WHAT IS EXPECTED:
A word-for-word transcription of all the data is required.

Stored items:
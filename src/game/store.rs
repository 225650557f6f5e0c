use std::path::{Path, PathBuf};

use chrono::Local;
use rand::Rng;
use serde::{Deserialize, Serialize};

use super::save::SavePayload;
use super::{EventKind, Scheduler, Session};
use crate::error::StoreError;
use crate::logic::WinnerTag;
use crate::player::ai::AiMode;
use crate::player::GameMode;

#[derive(Debug, Clone, Copy, PartialEq, Eq, Serialize, Deserialize)]
#[serde(rename_all = "snake_case")]
pub enum GameStatus {
    Completed,
    InProgress,
}

/// Summary fields stored next to the payload.
#[derive(Debug, Clone, PartialEq, Eq, Serialize, Deserialize)]
pub struct Summary {
    pub status: GameStatus,
    pub winner: Option<WinnerTag>,
    pub distinct_columns: usize,
    pub total_moves: usize,
    pub confidence: u8,
}

#[derive(Debug, Clone, PartialEq, Eq, Serialize, Deserialize)]
pub struct StoredGame {
    #[serde(flatten)]
    pub payload: SavePayload,
    #[serde(flatten)]
    pub summary: Summary,
}

/// List entry.
#[derive(Debug, Clone, PartialEq, Eq)]
pub struct StoredEntry {
    pub id: String,
    pub game: StoredGame,
}

/// How much a stored game says about good play, from 1 (random moves) to 5.
pub fn confidence(mode: GameMode, ai_mode: AiMode, depth: u8) -> u8 {
    if mode == GameMode::HumanVsHuman {
        return 5;
    }
    match ai_mode {
        AiMode::Random => 1,
        AiMode::Minimax => match depth {
            0..=2 => 2,
            3..=4 => 3,
            5..=6 => 4,
            _ => 5,
        },
    }
}

pub trait GameStore {
    /// Stored games, newest first.
    fn list(&self) -> Result<Vec<StoredEntry>, StoreError>;

    /// Stores `game` and returns its id.
    fn create(&mut self, game: &StoredGame) -> Result<String, StoreError>;

    fn fetch(&self, id: &str) -> Result<StoredGame, StoreError>;
}

/// One JSON document per game in a directory.
#[derive(Debug, Clone)]
pub struct DirStore {
    dir: PathBuf,
}

impl DirStore {
    pub fn new(dir: impl Into<PathBuf>) -> Self {
        DirStore { dir: dir.into() }
    }

    pub fn dir(&self) -> &Path {
        &self.dir
    }

    fn path_for(&self, id: &str) -> PathBuf {
        self.dir.join(format!("{id}.json"))
    }

    fn new_id() -> String {
        let suffix: u16 = rand::thread_rng().gen();
        format!("{}-{suffix:04x}", Local::now().format("%Y%m%d%H%M%S%3f"))
    }

    fn read(&self, path: &Path) -> Result<StoredGame, StoreError> {
        let text = std::fs::read_to_string(path).map_err(|e| StoreError::Io {
            path: path.to_path_buf(),
            source: e,
        })?;
        Ok(serde_json::from_str(&text)?)
    }
}

fn is_valid_id(id: &str) -> bool {
    !id.is_empty() && id.chars().all(|c| c.is_ascii_alphanumeric() || c == '-')
}

impl GameStore for DirStore {
    fn list(&self) -> Result<Vec<StoredEntry>, StoreError> {
        let entries = match std::fs::read_dir(&self.dir) {
            Ok(entries) => entries,
            Err(e) if e.kind() == std::io::ErrorKind::NotFound => return Ok(Vec::new()),
            Err(e) => {
                return Err(StoreError::Io {
                    path: self.dir.clone(),
                    source: e,
                })
            }
        };

        let mut out = Vec::new();
        for entry in entries.filter_map(|e| e.ok()) {
            let path = entry.path();
            if path.extension().map_or(true, |ext| ext != "json") {
                continue;
            }
            let Some(id) = path.file_stem().and_then(|s| s.to_str()).map(str::to_string) else {
                continue;
            };
            match self.read(&path) {
                Ok(game) => out.push(StoredEntry { id, game }),
                Err(e) => tracing::warn!("skipping unreadable stored game {}: {e}", path.display()),
            }
        }
        out.sort_by(|a, b| b.id.cmp(&a.id));
        Ok(out)
    }

    fn create(&mut self, game: &StoredGame) -> Result<String, StoreError> {
        std::fs::create_dir_all(&self.dir).map_err(|e| StoreError::Io {
            path: self.dir.clone(),
            source: e,
        })?;
        let mut id = Self::new_id();
        while self.path_for(&id).exists() {
            id = Self::new_id();
        }
        let path = self.path_for(&id);
        let text = serde_json::to_string_pretty(game)?;
        std::fs::write(&path, text).map_err(|e| StoreError::Io { path, source: e })?;
        tracing::info!("stored game {id}");
        Ok(id)
    }

    fn fetch(&self, id: &str) -> Result<StoredGame, StoreError> {
        let path = self.path_for(id);
        if !is_valid_id(id) || !path.exists() {
            return Err(StoreError::NotFound(id.to_string()));
        }
        self.read(&path)
    }
}

impl<S: Scheduler> Session<S> {
    pub fn summary(&self) -> Summary {
        let over = self.is_over();
        Summary {
            status: if over {
                GameStatus::Completed
            } else {
                GameStatus::InProgress
            },
            // A stopped game has no winner and counts as drawn.
            winner: if over {
                Some(self.result.winner_tag().unwrap_or(WinnerTag::Draw))
            } else {
                None
            },
            distinct_columns: self.log.distinct_columns(),
            total_moves: self.log.len(),
            confidence: confidence(self.mode, self.ai.mode, self.ai.depth),
        }
    }

    pub fn save_to_store(&mut self, store: &mut dyn GameStore) -> Result<String, StoreError> {
        let game = StoredGame {
            payload: self.save_payload(),
            summary: self.summary(),
        };
        let id = store.create(&game)?;
        self.history
            .record("system", EventKind::Save, self.game_index, self.log.len(), "store");
        Ok(id)
    }

    /// Fetches `id` and loads it through the same validation as a file.
    /// A stored game without a cursor opens at the end of its log.
    pub fn load_from_store(&mut self, store: &dyn GameStore, id: &str) -> Result<(), StoreError> {
        let mut payload = store.fetch(id)?.payload;
        if payload.view_cursor.is_none() {
            payload.view_cursor = Some(payload.moves.len() as i64);
        }
        self.load_payload(&payload, "store")?;
        Ok(())
    }
}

ANSWER TO THE EXERCISE:
filename src/game/store.rs
repository 225650557f6f5e0c
use std::path::{Path, PathBuf};

use chrono::Local;
use rand::Rng;
use serde::{Deserialize, Serialize};

use super::save::SavePayload;
use super::{EventKind, Scheduler, Session};
use crate::error::StoreError;
use crate::logic::WinnerTag;
use crate::player::ai::AiMode;
use crate::player::GameMode;

#[derive(Debug, Clone, Copy, PartialEq, Eq, Serialize, Deserialize)]
#[serde(rename_all = "snake_case")]
pub enum GameStatus {
    Completed,
    InProgress,
}

/// Summary fields stored next to the payload.
#[derive(Debug, Clone, PartialEq, Eq, Serialize, Deserialize)]
pub struct Summary {
    pub status: GameStatus,
    pub winner: Option<WinnerTag>,
    pub distinct_columns: usize,
    pub total_moves: usize,
    pub confidence: u8,
}

#[derive(Debug, Clone, PartialEq, Eq, Serialize, Deserialize)]
pub struct StoredGame {
    #[serde(flatten)]
    pub payload: SavePayload,
    #[serde(flatten)]
    pub summary: Summary,
}

/// List entry.
#[derive(Debug, Clone, PartialEq, Eq)]
pub struct StoredEntry {
    pub id: String,
    pub game: StoredGame,
}

/// How much a stored game says about good play, from 1 (random moves) to 5.
pub fn confidence(mode: GameMode, ai_mode: AiMode, depth: u8) -> u8 {
    if mode == GameMode::HumanVsHuman {
        return 5;
    }
    match ai_mode {
        AiMode::Random => 1,
        AiMode::Minimax => match depth {
            0..=2 => 2,
            3..=4 => 3,
            5..=6 => 4,
            _ => 5,
        },
    }
}

pub trait GameStore {
    /// Stored games, newest first.
    fn list(&self) -> Result<Vec<StoredEntry>, StoreError>;

    /// Stores `game` and returns its id.
    fn create(&mut self, game: &StoredGame) -> Result<String, StoreError>;

    fn fetch(&self, id: &str) -> Result<StoredGame, StoreError>;
}

/// One JSON document per game in a directory.
#[derive(Debug, Clone)]
pub struct DirStore {
    dir: PathBuf,
}

impl DirStore {
    pub fn new(dir: impl Into<PathBuf>) -> Self {
        DirStore { dir: dir.into() }
    }

    pub fn dir(&self) -> &Path {
        &self.dir
    }

    fn path_for(&self, id: &str) -> PathBuf {
        self.dir.join(format!("{id}.json"))
    }

    fn new_id() -> String {
        let suffix: u16 = rand::thread_rng().gen();
        format!("{}-{suffix:04x}", Local::now().format("%Y%m%d%H%M%S%3f"))
    }

    fn read(&self, path: &Path) -> Result<StoredGame, StoreError> {
        let text = std::fs::read_to_string(path).map_err(|e| StoreError::Io {
            path: path.to_path_buf(),
            source: e,
        })?;
        Ok(serde_json::from_str(&text)?)
    }
}

fn is_valid_id(id: &str) -> bool {
    !id.is_empty() && id.chars().all(|c| c.is_ascii_alphanumeric() || c == '-')
}

impl GameStore for DirStore {
    fn list(&self) -> Result<Vec<StoredEntry>, StoreError> {
        let entries = match std::fs::read_dir(&self.dir) {
            Ok(entries) => entries,
            Err(e) if e.kind() == std::io::ErrorKind::NotFound => return Ok(Vec::new()),
            Err(e) => {
                return Err(StoreError::Io {
                    path: self.dir.clone(),
                    source: e,
                })
            }
        };

        let mut out = Vec::new();
        for entry in entries.filter_map(|e| e.ok()) {
            let path = entry.path();
            if path.extension().map_or(true, |ext| ext != "json") {
                continue;
            }
            let Some(id) = path.file_stem().and_then(|s| s.to_str()).map(str::to_string) else {
                continue;
            };
            match self.read(&path) {
                Ok(game) => out.push(StoredEntry { id, game }),
                Err(e) => tracing::warn!("skipping unreadable stored game {}: {e}", path.display()),
            }
        }
        out.sort_by(|a, b| b.id.cmp(&a.id));
        Ok(out)
    }

    fn create(&mut self, game: &StoredGame) -> Result<String, StoreError> {
        std::fs::create_dir_all(&self.dir).map_err(|e| StoreError::Io {
            path: self.dir.clone(),
            source: e,
        })?;
        let mut id = Self::new_id();
        while self.path_for(&id).exists() {
            id = Self::new_id();
        }
        let path = self.path_for(&id);
        let text = serde_json::to_string_pretty(game)?;
        std::fs::write(&path, text).map_err(|e| StoreError::Io { path, source: e })?;
        tracing::info!("stored game {id}");
        Ok(id)
    }

    fn fetch(&self, id: &str) -> Result<StoredGame, StoreError> {
        let path = self.path_for(id);
        if !is_valid_id(id) || !path.exists() {
            return Err(StoreError::NotFound(id.to_string()));
        }
        self.read(&path)
    }
}

impl<S: Scheduler> Session<S> {
    pub fn summary(&self) -> Summary {
        let over = self.is_over();
        Summary {
            status: if over {
                GameStatus::Completed
            } else {
                GameStatus::InProgress
            },
            // A stopped game has no winner and counts as drawn.
            winner: if over {
                Some(self.result.winner_tag().unwrap_or(WinnerTag::Draw))
            } else {
                None
            },
            distinct_columns: self.log.distinct_columns(),
            total_moves: self.log.len(),
            confidence: confidence(self.mode, self.ai.mode, self.ai.depth),
        }
    }

    pub fn save_to_store(&mut self, store: &mut dyn GameStore) -> Result<String, StoreError> {
        let game = StoredGame {
            payload: self.save_payload(),
            summary: self.summary(),
        };
        let id = store.create(&game)?;
        self.history
            .record("system", EventKind::Save, self.game_index, self.log.len(), "store");
        Ok(id)
    }

    /// Fetches `id` and loads it through the same validation as a file.
    /// A stored game without a cursor opens at the end of its log.
    pub fn load_from_store(&mut self, store: &dyn GameStore, id: &str) -> Result<(), StoreError> {
        let mut payload = store.fetch(id)?.payload;
        if payload.view_cursor.is_none() {
            payload.view_cursor = Some(payload.moves.len() as i64);
        }
        self.load_payload(&payload, "store")?;
        Ok(())
    }
}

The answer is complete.